– Following a growing trend for gender equality, it has become popular to start very early to raise babies and toddlers in a gender-neutral way. Applying measures like not revealing the sex of newborns, dressing young children and their bedroom in neutral colors, and providing them gender-neutral toys. Retail businesses have been strongly invited to participate. Under pressure from parents, for example, Target stopped sex-segregating its assortment of toys (which does not make things easy when you’re looking for a specific princess or bulldozer on store shelves).

– However, research has shown that in this domain biology matters and that the idea to treat kids as blank slates is futile. Toy preferences are innate and not so much shaped by a child’s environment and experience. A vast majority of little girls are attracted to social toys such as dolls – closely linked to social and language skills – while most boys prefer technical toys such as car and trucks – more related to visuo-spatial skills. One recent study revealed that these preferences become effective as early as the age of nine months.

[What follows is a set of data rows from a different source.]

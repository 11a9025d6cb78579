//! # Tool Configuration
//!
//! Optional YAML file passed with `--config`. Command-line flags override
//! whatever the file sets.
//!
//! ```yaml
//! output_dir: generated
//! package: category
//! ```

use std::path::{Path, PathBuf};

use anyhow::{Context, Result};
use serde::Deserialize;

/// Default module name for generated bindings.
pub const DEFAULT_PACKAGE: &str = "attributes";

/// Settings for the `generate` subcommand.
#[derive(Debug, Clone, PartialEq, Eq, Deserialize)]
#[serde(deny_unknown_fields, default)]
pub struct GeneratorConfig {
    /// Directory generated files are written to.
    pub output_dir: PathBuf,
    /// Module name the generated types are declared in.
    pub package: String,
}

impl Default for GeneratorConfig {
    fn default() -> Self {
        Self {
            output_dir: PathBuf::from("."),
            package: DEFAULT_PACKAGE.to_string(),
        }
    }
}

impl GeneratorConfig {
    /// Load the configuration file at `path`.
    pub fn load(path: &Path) -> Result<Self> {
        let content = std::fs::read_to_string(path)
            .with_context(|| format!("cannot read config file {}", path.display()))?;
        serde_yaml::from_str(&content)
            .with_context(|| format!("invalid config file {}", path.display()))
    }

    /// Load `path` when given, defaults otherwise.
    pub fn load_or_default(path: Option<&Path>) -> Result<Self> {
        match path {
            Some(path) => Self::load(path),
            None => Ok(Self::default()),
        }
    }

    /// Apply command-line overrides.
    pub fn with_overrides(mut self, output_dir: Option<PathBuf>, package: Option<String>) -> Self {
        if let Some(dir) = output_dir {
            self.output_dir = dir;
        }
        if let Some(package) = package {
            self.package = package;
        }
        self
    }
}
//! # catalog CLI entry point
//!
//! Parses command-line arguments and dispatches to subcommand handlers.

use std::path::PathBuf;
use std::process::ExitCode;

use clap::{Parser, Subcommand};
use tracing_subscriber::EnvFilter;

use catalog_cli::category::{run_category, CategoryArgs};
use catalog_cli::check::{run_check, CheckArgs};
use catalog_cli::generate::{run_generate, GenerateArgs};
use catalog_cli::inspect::{run_inspect, InspectArgs};

/// Catalog attribute-schema tooling.
///
/// Parses, checks and generates typed bindings from category attribute
/// schemas, and validates category payloads.
#[derive(Parser, Debug)]
#[command(name = "catalog", version, about, long_about = None)]
struct Cli {
    /// Enable verbose output. Repeat for more verbosity (-v, -vv, -vvv).
    #[arg(short, long, action = clap::ArgAction::Count, global = true)]
    verbose: u8,

    /// Path to configuration file.
    #[arg(long, global = true)]
    config: Option<PathBuf>,

    /// Emit log lines as JSON objects.
    #[arg(long, global = true)]
    log_json: bool,

    #[command(subcommand)]
    command: Commands,
}

#[derive(Subcommand, Debug)]
enum Commands {
    /// Parse a schema and print the extracted model as JSON.
    Inspect(InspectArgs),

    /// Parse schemas and apply the supported-type policy.
    Check(CheckArgs),

    /// Generate typed Rust bindings from a schema.
    Generate(GenerateArgs),

    /// Validate a category create/update payload.
    Category(CategoryArgs),
}

/// `RUST_LOG` takes precedence over `-v`.
fn env_filter(verbose: u8) -> EnvFilter {
    if let Ok(filter) = EnvFilter::try_from_default_env() {
        return filter;
    }
    match verbose {
        0 => EnvFilter::new("warn"),
        1 => EnvFilter::new("info"),
        2 => EnvFilter::new("debug"),
        _ => EnvFilter::new("trace"),
    }
}

fn main() -> ExitCode {
    let cli = Cli::parse();

    let subscriber = tracing_subscriber::fmt()
        .with_env_filter(env_filter(cli.verbose))
        .with_target(false)
        .with_writer(std::io::stderr);
    if cli.log_json {
        subscriber.json().init();
    } else {
        subscriber.init();
    }

    tracing::debug!(version = env!("CARGO_PKG_VERSION"), "catalog CLI starting");

    let result = match cli.command {
        Commands::Inspect(args) => run_inspect(&args),
        Commands::Check(args) => run_check(&args),
        Commands::Generate(args) => run_generate(&args, cli.config.as_deref()),
        Commands::Category(args) => run_category(&args),
    };

    match result {
        Ok(code) => ExitCode::from(code),
        Err(e) => {
            tracing::error!("{e:#}");
            ExitCode::from(1)
        }
    }
}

– Actually, gender-atypical traits have probably more to do with prenatal settings, in particular testosterone levels in utero, than the style of upbringing during the early years. So long children have the option to take part in various activities that are interesting and educational, there is no problem with being gender-typical. Acknowledging gender differences is not harmful or sexist; differences do not mean that one sex is better than the other.